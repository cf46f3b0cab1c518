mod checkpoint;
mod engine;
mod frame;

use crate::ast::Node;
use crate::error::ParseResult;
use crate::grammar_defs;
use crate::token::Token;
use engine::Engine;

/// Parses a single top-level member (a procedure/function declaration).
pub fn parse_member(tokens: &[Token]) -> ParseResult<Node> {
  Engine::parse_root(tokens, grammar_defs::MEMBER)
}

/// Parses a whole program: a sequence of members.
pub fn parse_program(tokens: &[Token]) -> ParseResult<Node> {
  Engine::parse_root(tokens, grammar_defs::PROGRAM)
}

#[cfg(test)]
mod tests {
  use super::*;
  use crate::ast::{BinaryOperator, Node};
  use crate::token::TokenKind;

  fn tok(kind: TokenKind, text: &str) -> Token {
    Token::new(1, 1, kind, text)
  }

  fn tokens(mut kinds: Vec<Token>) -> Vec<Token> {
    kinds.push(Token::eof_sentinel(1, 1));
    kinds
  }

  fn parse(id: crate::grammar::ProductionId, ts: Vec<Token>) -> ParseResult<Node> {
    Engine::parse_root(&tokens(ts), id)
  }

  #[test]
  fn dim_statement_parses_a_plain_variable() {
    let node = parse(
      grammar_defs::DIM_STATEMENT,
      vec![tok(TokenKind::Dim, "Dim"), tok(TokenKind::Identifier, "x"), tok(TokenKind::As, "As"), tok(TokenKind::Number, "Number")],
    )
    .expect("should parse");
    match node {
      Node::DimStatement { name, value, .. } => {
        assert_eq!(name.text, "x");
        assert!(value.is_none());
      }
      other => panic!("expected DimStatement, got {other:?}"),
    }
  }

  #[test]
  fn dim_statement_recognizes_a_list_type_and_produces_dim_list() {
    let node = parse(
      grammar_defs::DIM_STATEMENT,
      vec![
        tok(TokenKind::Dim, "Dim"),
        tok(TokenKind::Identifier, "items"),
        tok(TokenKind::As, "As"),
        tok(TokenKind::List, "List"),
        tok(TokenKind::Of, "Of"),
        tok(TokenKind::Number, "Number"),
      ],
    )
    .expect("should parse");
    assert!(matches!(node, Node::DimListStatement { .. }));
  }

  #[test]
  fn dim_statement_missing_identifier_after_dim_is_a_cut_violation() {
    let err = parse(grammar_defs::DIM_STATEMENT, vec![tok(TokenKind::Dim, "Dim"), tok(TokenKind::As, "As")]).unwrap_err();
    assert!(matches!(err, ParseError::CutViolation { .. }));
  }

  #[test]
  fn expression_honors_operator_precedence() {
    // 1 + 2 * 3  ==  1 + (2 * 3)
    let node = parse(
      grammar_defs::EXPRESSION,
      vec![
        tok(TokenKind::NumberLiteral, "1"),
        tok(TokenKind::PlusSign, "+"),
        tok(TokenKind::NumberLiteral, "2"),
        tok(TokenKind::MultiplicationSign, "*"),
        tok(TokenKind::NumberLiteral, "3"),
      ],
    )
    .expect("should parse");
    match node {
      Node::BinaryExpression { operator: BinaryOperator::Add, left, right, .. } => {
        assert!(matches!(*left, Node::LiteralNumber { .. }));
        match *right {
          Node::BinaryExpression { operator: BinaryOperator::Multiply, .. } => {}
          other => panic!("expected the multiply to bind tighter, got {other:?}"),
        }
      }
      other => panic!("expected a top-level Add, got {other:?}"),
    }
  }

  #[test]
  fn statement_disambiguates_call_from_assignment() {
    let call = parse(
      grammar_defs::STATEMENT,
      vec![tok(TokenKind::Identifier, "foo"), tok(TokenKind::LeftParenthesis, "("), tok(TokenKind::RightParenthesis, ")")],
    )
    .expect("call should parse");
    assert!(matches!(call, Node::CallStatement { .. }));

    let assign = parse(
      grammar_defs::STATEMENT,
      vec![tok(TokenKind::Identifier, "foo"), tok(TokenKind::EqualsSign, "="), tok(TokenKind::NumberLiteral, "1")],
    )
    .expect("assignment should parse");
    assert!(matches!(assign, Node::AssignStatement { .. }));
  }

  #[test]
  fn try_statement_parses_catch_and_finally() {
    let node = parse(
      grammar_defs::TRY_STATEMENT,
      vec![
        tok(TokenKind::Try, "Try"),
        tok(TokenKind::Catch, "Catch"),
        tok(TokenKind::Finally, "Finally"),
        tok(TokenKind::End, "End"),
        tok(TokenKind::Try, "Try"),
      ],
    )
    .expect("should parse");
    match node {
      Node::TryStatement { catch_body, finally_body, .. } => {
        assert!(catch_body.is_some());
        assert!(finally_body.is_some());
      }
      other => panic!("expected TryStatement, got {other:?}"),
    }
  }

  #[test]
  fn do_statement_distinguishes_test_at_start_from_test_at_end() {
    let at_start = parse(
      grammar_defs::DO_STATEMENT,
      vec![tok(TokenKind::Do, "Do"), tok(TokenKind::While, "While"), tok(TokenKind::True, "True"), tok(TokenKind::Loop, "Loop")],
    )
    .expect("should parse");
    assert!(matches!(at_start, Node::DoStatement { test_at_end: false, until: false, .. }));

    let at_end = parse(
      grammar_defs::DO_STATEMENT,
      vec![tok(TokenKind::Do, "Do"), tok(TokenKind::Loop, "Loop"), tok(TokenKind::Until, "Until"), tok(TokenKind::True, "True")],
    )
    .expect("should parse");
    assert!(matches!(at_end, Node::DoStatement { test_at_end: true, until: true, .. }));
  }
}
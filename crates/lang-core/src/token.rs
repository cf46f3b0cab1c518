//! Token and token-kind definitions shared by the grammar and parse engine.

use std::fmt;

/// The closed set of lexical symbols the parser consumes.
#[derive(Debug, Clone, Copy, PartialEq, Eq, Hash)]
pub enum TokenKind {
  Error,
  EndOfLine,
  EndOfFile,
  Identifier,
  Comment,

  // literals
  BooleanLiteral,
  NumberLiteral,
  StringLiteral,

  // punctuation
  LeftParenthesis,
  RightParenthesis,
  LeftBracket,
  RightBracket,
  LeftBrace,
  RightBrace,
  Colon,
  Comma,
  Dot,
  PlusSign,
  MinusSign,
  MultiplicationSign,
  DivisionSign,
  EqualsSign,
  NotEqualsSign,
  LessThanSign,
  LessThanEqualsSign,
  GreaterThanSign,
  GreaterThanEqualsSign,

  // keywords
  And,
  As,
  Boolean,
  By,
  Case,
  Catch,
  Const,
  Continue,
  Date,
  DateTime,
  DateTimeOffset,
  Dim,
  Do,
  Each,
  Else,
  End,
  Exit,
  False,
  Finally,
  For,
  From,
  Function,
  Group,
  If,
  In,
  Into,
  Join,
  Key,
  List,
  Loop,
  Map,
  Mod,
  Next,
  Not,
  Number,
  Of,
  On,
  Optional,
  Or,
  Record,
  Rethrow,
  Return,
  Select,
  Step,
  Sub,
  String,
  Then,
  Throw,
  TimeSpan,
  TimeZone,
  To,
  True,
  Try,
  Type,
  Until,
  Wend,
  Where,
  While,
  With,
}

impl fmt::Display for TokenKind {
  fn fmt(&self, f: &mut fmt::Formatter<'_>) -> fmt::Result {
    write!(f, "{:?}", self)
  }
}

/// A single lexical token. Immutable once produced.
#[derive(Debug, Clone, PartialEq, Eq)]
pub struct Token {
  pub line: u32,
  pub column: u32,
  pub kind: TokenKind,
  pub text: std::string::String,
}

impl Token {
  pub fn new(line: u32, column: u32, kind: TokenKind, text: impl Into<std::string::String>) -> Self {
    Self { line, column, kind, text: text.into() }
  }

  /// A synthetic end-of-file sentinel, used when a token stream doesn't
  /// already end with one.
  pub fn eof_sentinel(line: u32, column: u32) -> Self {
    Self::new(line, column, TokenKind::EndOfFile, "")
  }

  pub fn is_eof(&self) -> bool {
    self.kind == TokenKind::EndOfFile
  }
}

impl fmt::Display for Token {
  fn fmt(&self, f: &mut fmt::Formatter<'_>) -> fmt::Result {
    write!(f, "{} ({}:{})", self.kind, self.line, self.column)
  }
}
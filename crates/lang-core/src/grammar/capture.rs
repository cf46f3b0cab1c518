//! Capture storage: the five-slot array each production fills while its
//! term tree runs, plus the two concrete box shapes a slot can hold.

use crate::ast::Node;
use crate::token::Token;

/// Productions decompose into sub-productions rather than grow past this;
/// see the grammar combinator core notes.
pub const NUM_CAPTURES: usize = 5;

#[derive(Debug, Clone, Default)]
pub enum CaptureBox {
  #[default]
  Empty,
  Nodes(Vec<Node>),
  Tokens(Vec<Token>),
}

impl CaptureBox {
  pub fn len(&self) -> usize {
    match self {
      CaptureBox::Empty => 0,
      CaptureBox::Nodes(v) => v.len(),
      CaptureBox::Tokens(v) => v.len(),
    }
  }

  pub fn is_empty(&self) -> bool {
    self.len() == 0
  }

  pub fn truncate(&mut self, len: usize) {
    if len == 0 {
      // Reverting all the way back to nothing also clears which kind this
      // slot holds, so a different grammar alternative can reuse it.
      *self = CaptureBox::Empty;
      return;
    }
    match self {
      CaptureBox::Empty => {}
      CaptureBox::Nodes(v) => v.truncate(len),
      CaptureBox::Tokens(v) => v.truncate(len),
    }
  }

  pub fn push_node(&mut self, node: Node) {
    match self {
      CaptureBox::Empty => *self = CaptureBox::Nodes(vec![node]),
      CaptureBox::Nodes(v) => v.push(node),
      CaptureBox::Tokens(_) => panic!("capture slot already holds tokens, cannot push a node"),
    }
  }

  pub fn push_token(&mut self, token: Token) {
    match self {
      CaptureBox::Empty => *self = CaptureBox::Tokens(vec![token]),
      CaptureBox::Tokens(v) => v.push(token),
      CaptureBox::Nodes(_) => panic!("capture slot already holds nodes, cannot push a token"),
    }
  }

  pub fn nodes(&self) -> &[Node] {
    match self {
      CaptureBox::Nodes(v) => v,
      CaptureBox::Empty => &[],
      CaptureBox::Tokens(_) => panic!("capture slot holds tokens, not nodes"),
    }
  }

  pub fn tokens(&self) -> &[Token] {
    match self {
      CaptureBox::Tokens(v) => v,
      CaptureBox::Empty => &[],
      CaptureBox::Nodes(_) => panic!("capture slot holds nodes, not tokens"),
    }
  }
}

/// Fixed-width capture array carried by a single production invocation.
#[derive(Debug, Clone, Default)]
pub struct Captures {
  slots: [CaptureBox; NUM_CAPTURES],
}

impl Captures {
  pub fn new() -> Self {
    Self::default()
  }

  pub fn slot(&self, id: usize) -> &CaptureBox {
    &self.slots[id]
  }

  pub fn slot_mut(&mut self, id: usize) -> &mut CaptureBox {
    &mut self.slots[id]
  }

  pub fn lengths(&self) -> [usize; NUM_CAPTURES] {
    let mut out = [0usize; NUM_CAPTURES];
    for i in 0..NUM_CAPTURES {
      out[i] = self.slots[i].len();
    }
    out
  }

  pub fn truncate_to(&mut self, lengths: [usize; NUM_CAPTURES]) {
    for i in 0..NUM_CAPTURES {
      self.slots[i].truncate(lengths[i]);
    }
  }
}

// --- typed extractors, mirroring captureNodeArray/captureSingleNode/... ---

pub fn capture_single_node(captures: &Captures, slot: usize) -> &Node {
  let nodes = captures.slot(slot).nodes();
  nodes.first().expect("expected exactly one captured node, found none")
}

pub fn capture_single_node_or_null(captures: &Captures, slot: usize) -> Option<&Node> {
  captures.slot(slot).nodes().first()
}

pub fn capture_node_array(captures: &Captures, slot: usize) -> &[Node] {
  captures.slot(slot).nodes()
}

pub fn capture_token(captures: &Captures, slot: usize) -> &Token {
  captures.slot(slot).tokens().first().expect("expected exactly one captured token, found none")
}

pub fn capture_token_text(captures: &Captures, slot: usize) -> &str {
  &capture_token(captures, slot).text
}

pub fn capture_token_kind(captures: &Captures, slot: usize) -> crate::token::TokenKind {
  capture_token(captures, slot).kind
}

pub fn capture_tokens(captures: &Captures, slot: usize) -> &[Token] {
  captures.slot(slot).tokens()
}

## Problem requirements:
Wherever "expected" appears in the listing, report the line it is on.

## Task result:
      other => panic!("expected DimStatement, got {other:?}"),
          other => panic!("expected the multiply to bind tighter, got {other:?}"),
      other => panic!("expected a top-level Add, got {other:?}"),
      other => panic!("expected TryStatement, got {other:?}"),
  nodes.first().expect("expected exactly one captured node, found none")
  captures.slot(slot).tokens().first().expect("expected exactly one captured token, found none")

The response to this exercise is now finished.